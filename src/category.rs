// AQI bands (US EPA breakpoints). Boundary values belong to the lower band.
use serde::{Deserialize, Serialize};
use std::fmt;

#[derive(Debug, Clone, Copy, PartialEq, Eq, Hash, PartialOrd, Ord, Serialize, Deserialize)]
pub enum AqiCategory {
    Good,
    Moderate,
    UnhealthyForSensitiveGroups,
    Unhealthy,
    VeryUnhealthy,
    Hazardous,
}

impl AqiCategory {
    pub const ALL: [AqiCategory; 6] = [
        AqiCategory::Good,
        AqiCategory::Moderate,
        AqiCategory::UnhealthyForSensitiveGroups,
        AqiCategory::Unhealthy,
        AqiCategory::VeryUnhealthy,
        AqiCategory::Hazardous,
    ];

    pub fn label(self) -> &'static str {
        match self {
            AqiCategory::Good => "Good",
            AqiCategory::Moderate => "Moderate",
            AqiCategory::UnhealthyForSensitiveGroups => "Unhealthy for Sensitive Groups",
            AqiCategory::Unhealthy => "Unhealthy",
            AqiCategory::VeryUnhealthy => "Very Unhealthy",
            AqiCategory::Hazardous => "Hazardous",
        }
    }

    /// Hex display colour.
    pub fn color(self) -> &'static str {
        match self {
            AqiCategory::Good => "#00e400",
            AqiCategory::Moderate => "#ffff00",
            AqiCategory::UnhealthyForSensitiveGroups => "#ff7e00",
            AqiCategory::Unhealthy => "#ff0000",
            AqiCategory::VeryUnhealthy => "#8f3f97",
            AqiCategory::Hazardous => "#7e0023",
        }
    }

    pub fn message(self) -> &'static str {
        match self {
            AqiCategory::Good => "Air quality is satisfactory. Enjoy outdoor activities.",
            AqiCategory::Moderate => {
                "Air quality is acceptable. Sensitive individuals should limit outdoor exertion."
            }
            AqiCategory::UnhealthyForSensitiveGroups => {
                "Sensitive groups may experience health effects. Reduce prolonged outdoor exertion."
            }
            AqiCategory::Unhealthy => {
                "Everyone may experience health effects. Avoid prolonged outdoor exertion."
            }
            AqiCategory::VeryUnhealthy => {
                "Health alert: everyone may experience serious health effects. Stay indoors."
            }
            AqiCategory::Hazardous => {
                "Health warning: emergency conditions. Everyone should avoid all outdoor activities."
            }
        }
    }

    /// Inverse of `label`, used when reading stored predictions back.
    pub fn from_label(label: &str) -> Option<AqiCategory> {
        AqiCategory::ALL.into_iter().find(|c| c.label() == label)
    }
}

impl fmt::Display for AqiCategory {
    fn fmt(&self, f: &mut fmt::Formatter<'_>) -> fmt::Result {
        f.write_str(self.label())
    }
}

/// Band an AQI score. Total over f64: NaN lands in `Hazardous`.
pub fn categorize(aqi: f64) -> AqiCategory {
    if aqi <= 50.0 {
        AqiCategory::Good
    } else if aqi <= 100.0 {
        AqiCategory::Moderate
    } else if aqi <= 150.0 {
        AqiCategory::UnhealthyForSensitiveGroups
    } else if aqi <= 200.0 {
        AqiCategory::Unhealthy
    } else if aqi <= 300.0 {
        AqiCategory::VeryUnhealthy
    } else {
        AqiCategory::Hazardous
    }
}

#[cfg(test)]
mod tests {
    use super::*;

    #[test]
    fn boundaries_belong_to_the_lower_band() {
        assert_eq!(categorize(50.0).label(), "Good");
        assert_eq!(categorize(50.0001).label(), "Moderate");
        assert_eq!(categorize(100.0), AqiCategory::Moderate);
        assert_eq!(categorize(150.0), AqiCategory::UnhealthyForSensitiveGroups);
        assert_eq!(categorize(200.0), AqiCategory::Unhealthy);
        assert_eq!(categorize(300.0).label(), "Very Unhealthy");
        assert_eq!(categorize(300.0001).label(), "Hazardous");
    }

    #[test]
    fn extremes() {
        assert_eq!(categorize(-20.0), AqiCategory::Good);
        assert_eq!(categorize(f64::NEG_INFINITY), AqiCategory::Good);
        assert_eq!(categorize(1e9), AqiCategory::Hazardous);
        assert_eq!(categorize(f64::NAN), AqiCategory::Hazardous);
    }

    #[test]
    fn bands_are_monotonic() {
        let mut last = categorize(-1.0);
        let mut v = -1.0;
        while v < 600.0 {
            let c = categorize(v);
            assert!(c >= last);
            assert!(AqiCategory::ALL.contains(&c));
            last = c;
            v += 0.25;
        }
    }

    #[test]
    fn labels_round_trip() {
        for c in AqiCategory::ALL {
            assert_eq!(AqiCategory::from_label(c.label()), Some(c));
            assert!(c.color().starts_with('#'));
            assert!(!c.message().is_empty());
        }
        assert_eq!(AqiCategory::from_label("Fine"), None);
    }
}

Work instructions
Go over the records above and tally the lines with the word "Good" in them. Give the number alone.

Response to the task
9